Mary Jo Hunter

Clinical Professor
Phone: 651-523-2077


BA, University of Wisconsin
JD, UCLA School of Law


Director of Clinics

"To think justly we must understand the perspective of others. Working with Hamline's clinical law program gives students the opportunity to experience real life legal issues, learn how to recognize disparate treatment, and see issues from various personal backgrounds and experiences."

With a reputation for advocating for children and families in distress, Professor Mary Jo Hunter demonstrates compassion and legal insight in her clinical instruction and practice. She also teaches Native American law.

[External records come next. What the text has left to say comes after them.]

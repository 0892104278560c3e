//! Asset minification
//!
//! Manifest rules map a root pattern to a `;`-separated list of file-name
//! globs. A root ending in `*` is searched recursively, any other root only
//! at its top level. Matches from all rules are collected into one
//! de-duplicated [`MinifyTask`], then each file is rewritten in place.

use std::collections::HashSet;
use std::fs;
use std::path::{Path, PathBuf};

use globset::{GlobBuilder, GlobSet, GlobSetBuilder};
use ignore::WalkBuilder;

use crate::domain::ports::{AssetKind, AssetTransformer, PublishEvent, PublishEventSink};
use crate::error::{PublishError, PublishResult};

/// Split a root pattern into its directory and whether to recurse.
fn split_root_pattern(root_pattern: &str) -> (&str, bool) {
    let recursive = root_pattern.ends_with('*');
    (root_pattern.trim_end_matches('*'), recursive)
}

fn build_filter(filter: &str) -> PublishResult<GlobSet> {
    let mut builder = GlobSetBuilder::new();
    for pattern in filter.split(';').map(str::trim).filter(|p| !p.is_empty()) {
        let glob = GlobBuilder::new(pattern)
            .case_insensitive(true)
            .literal_separator(true)
            .build()
            .map_err(|e| PublishError::Minify {
                file: PathBuf::from(pattern),
                message: format!("invalid filter: {}", e),
            })?;
        builder.add(glob);
    }
    builder.build().map_err(|e| PublishError::Minify {
        file: PathBuf::from(filter),
        message: format!("invalid filter: {}", e),
    })
}

/// Files under `base/root_pattern` whose name matches `filter`, sorted by path.
pub fn resolve_targets(base: &Path, root_pattern: &str, filter: &str) -> PublishResult<Vec<PathBuf>> {
    let (root, recursive) = split_root_pattern(root_pattern);
    let root = base.join(root);
    if !root.is_dir() {
        return Err(PublishError::Minify {
            file: root,
            message: "directory not found".to_string(),
        });
    }

    let filter = build_filter(filter)?;
    if filter.is_empty() {
        return Ok(Vec::new());
    }

    let mut walker = WalkBuilder::new(&root);
    walker
        .standard_filters(false)
        .follow_links(true)
        .sort_by_file_name(|a, b| a.cmp(b));
    if !recursive {
        walker.max_depth(Some(1));
    }

    let mut targets = Vec::new();
    for entry in walker.build() {
        let entry = entry.map_err(|e| PublishError::Minify {
            file: root.clone(),
            message: e.to_string(),
        })?;
        if !entry.file_type().is_some_and(|t| t.is_file()) {
            continue;
        }
        if filter.is_match(entry.file_name()) {
            targets.push(entry.into_path());
        }
    }
    Ok(targets)
}

/// De-duplicated list of files pending minification, in discovery order.
#[derive(Debug, Default)]
pub struct MinifyTask {
    pending: Vec<PathBuf>,
    seen: HashSet<PathBuf>,
}

impl MinifyTask {
    pub fn new() -> Self {
        Self::default()
    }

    /// Collect the matches of every rule, resolved against `base`.
    pub fn from_rules<'a, I>(base: &Path, rules: I) -> PublishResult<Self>
    where
        I: IntoIterator<Item = (&'a String, &'a String)>,
    {
        let mut task = Self::new();
        for (root_pattern, filter) in rules {
            let added = task.add_rule(base, root_pattern, filter)?;
            tracing::debug!(root = %root_pattern, filter = %filter, added, "resolved minify rule");
        }
        Ok(task)
    }

    /// Add the targets of one rule; returns how many were new.
    pub fn add_rule(&mut self, base: &Path, root_pattern: &str, filter: &str) -> PublishResult<usize> {
        let mut added = 0;
        for path in resolve_targets(base, root_pattern, filter)? {
            if self.add(path) {
                added += 1;
            }
        }
        Ok(added)
    }

    /// Add one file. Paths are canonicalised so overlapping rules collapse.
    pub fn add(&mut self, path: PathBuf) -> bool {
        let key = fs::canonicalize(&path).unwrap_or(path);
        if self.seen.insert(key.clone()) {
            self.pending.push(key);
            true
        } else {
            false
        }
    }

    pub fn paths(&self) -> &[PathBuf] {
        &self.pending
    }

    pub fn len(&self) -> usize {
        self.pending.len()
    }

    pub fn is_empty(&self) -> bool {
        self.pending.is_empty()
    }

    /// Minify every pending file; returns how many were rewritten.
    pub fn run(
        self,
        transformer: &dyn AssetTransformer,
        events: &dyn PublishEventSink,
    ) -> PublishResult<usize> {
        let mut minified = 0;
        for path in self.pending {
            if minify_file(&path, transformer)? {
                events.on_event(PublishEvent::Minified { path });
                minified += 1;
            }
        }
        Ok(minified)
    }
}

/// Minify one file in place. Unsupported extensions are skipped (`Ok(false)`).
pub fn minify_file(path: &Path, transformer: &dyn AssetTransformer) -> PublishResult<bool> {
    let Some(kind) = AssetKind::from_path(path) else {
        tracing::debug!(path = %path.display(), "no transform for extension, skipped");
        return Ok(false);
    };

    let bytes = fs::read(path)?;
    let source = String::from_utf8(bytes).map_err(|_| PublishError::Minify {
        file: path.to_path_buf(),
        message: "file is not valid UTF-8".to_string(),
    })?;

    let output = transformer
        .transform(kind, &source)
        .map_err(|message| PublishError::Minify {
            file: path.to_path_buf(),
            message,
        })?;

    fs::write(path, output)?;
    Ok(true)
}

Hunter was elected the first Chief Justice of the Supreme Court of the Ho-Chunk Nation, formerly the Wisconsin Winnebago Nation. She currently serves as a tribal appellate judge for the Winnebago Tribe of Nebraska and has served as an appellate judge for the Turtle Mountain Chippewa Tribe. She has also conducted workshops on the Indian Child Welfare Act and cultural issues of American Indians.

Hunter is a full-time supervising attorney in the Child Advocacy Clinic. In addition to serving on the board of directors for Southern Minnesota Regional Legal Services, she is a volunteer guardian ad litem for Ramsey and Hennepin counties. Hunter is also a leader in the area of the rights of children in the legal system and on creating a voice for children in the courts.

Active in the community, Hunter has worked for the Neighborhood Justice Center and Southern Minnesota Regional Legal Services in Saint Paul. She taught Indian Law and directed the Native American Law Project clinical program at the University of North Dakota School of Law. Hunter is a frequent speaker in the areas of cultural diversity, culture, and the Indian Child Welfare Act.



UNITED STATES TRIBAL COURTS DIRECTORY (2d ed. 2006). (with April Schwartz).
Tribal Court Opinions: Justice and Legitimacy, 8 KAN. J.L. & PUB. POL’Y 142 (1999).

Special Report: Minnesota Supreme Court Foster Care and Adoption Task Force, 19 HAMLINE J. PUB. L. & POL’Y 1 (1997).

Commentary: Making the Invisible Visible: Historical Perspective, 1 J. GENDER RACE & JUST. 89 (1997).